LAKE-GROUNDWATER-CHANNEL CONNECTIVITY AND DISCHARGE IN ARCTIC DELTAS

Lakes in arctic deltas moderate fresh river discharge to the Arctic Ocean, capturing spring floodwaters and solutes and releasing them throughout the summer and fall. These lakes are integral to biogeochemical cycling in arctic deltas, serving as hotspots for nutrient and carbon processing especially during the 24-hour solar irradiance of arctic summers. However, remote sensing studies have shown arctic lakes are shrinking over seasonal and annual time scales with potential impacts on the ability of lakes to mitigate downstream flooding and solute loads. As the Arctic warms, lake waters transfer more heat to the aquifer and thaw underlying permafrost resulting in talik formation and growth beneath arctic lakes. The decrease of arctic lake volume and surface area has been hypothesized to result from the increased lake-channel connectivity associated with this talik growth.

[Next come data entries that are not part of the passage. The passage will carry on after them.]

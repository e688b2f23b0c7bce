use dioxus::document::{Meta, Title};
use dioxus::prelude::*;
use dioxus_free_icons::icons::fa_solid_icons::FaPaw;
use dioxus_free_icons::Icon;
use dioxus_logger::tracing;

use crate::client::router::Route;
use crate::client::store::session::{supabase_client, use_session};
use crate::client::store::toast::use_toasts;
use crate::supabase::{Credentials, Error};

/// Public login screen with sign-in and sign-up tabs.
#[component]
pub fn Auth() -> Element {
    let mut session = use_session();
    let mut toasts = use_toasts();
    let nav = navigator();

    let mut signing_up = use_signal(|| false);
    let mut email = use_signal(String::new);
    let mut password = use_signal(String::new);
    let mut full_name = use_signal(String::new);
    let mut busy = use_signal(|| false);

    // An authenticated visit forwards straight to the dashboard.
    use_effect(move || {
        if session.read().is_authenticated() {
            nav.replace(Route::Dashboard {});
        }
    });

    let sign_in = move |_| {
        let credentials = Credentials {
            email: email.read().clone(),
            password: password.read().clone(),
            full_name: None,
        };
        if let Err(err) = credentials.validate() {
            toasts.write().error(err.to_string());
            return;
        }

        let state = session.read().clone();
        busy.set(true);
        spawn(async move {
            let client = supabase_client(&state);
            match client.sign_in(&credentials).await {
                Ok(new_session) => {
                    session.write().resolve(Some(new_session));
                    toasts.write().success("Inicio de sesión exitoso");
                    nav.push(Route::Dashboard {});
                }
                Err(Error::Auth(message)) if message.contains("Invalid login credentials") => {
                    toasts.write().error("Email o contraseña incorrectos");
                }
                Err(Error::Auth(message)) => {
                    toasts.write().error(message);
                }
                Err(err) => {
                    tracing::error!("sign in failed: {err}");
                    toasts.write().error("Error al iniciar sesión");
                }
            }
            busy.set(false);
        });
    };

    let sign_up = move |_| {
        let credentials = Credentials {
            email: email.read().clone(),
            password: password.read().clone(),
            full_name: Some(full_name.read().clone()),
        };
        if let Err(err) = credentials.validate() {
            toasts.write().error(err.to_string());
            return;
        }

        let state = session.read().clone();
        busy.set(true);
        spawn(async move {
            let client = supabase_client(&state);
            match client.sign_up(&credentials).await {
                Ok(Some(new_session)) => {
                    session.write().resolve(Some(new_session));
                    toasts.write().success("Cuenta creada exitosamente");
                    nav.push(Route::Dashboard {});
                }
                Ok(None) => {
                    toasts
                        .write()
                        .success("Cuenta creada. Revisa tu correo para confirmarla");
                }
                Err(Error::Auth(message)) if message.contains("already registered") => {
                    toasts.write().error("Este email ya está registrado");
                }
                Err(Error::Auth(message)) => {
                    toasts.write().error(message);
                }
                Err(err) => {
                    tracing::error!("sign up failed: {err}");
                    toasts.write().error("Error al crear cuenta");
                }
            }
            busy.set(false);
        });
    };

    rsx!(
        Title { "Acceso | VetCare" }
        Meta {
            name: "description",
            content: "Gestión integral para clínicas veterinarias"
        }
        div { class: "min-h-screen flex items-center justify-center bg-base-200 p-4",
            div { class: "card shadow-md w-full max-w-md bg-base-100",
                div { class: "card-body",
                    div { class: "flex flex-col items-center gap-2 mb-4",
                        div { class: "w-16 h-16 rounded-2xl bg-primary flex items-center justify-center",
                            Icon { width: 32, height: 32, icon: FaPaw, class: "text-primary-content" }
                        }
                        h1 { class: "text-2xl font-bold", "VetCare Sistema" }
                        p { class: "text-sm text-base-content/60",
                            "Gestión integral para clínicas veterinarias"
                        }
                    }

                    div { class: "tabs tabs-boxed grid grid-cols-2 mb-4",
                        a {
                            class: if !signing_up() { "tab tab-active" } else { "tab" },
                            onclick: move |_| signing_up.set(false),
                            "Iniciar Sesión"
                        }
                        a {
                            class: if signing_up() { "tab tab-active" } else { "tab" },
                            onclick: move |_| signing_up.set(true),
                            "Registrarse"
                        }
                    }

                    div { class: "flex flex-col gap-4",
                        if signing_up() {
                            label { class: "form-control",
                                span { class: "label-text mb-1", "Nombre Completo" }
                                input {
                                    class: "input input-bordered w-full",
                                    r#type: "text",
                                    placeholder: "Juan Pérez",
                                    value: "{full_name}",
                                    oninput: move |e| full_name.set(e.value()),
                                }
                            }
                        }
                        label { class: "form-control",
                            span { class: "label-text mb-1", "Email" }
                            input {
                                class: "input input-bordered w-full",
                                r#type: "email",
                                placeholder: "tu@email.com",
                                value: "{email}",
                                oninput: move |e| email.set(e.value()),
                            }
                        }
                        label { class: "form-control",
                            span { class: "label-text mb-1", "Contraseña" }
                            input {
                                class: "input input-bordered w-full",
                                r#type: "password",
                                placeholder: "••••••••",
                                value: "{password}",
                                oninput: move |e| password.set(e.value()),
                            }
                        }
                        if signing_up() {
                            button {
                                class: "btn btn-primary w-full",
                                disabled: busy(),
                                onclick: sign_up,
                                if busy() { "Creando cuenta..." } else { "Crear Cuenta" }
                            }
                        } else {
                            button {
                                class: "btn btn-primary w-full",
                                disabled: busy(),
                                onclick: sign_in,
                                if busy() { "Iniciando..." } else { "Iniciar Sesión" }
                            }
                        }
                    }
                }
            }
        }
    )
}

To test this hypothesis and develop a mechanistic understanding of the relationship between lake-channel proximity, subsequent heat transfer and talik development, and increased groundwater connectivity, we constructed numerical freeze-thaw fluid and heat flow models. Results suggest lakes closest to the channel develop far greater lake-channel connection because of positive feedback wherein development of through taliks leads to increased flow and heat transfer to the aquifer and in turn to increased permafrost thaw. Lakes further from the channel remain isolated. These findings yield insight into the controls on thermokarst lake persistence, permit insight into the evolving role of lakes for moderating the timing of floodwaters and solutes within arctic deltas and serve provide managers with information to better understand how flood timing and magnitudes may change as the Arctic warms.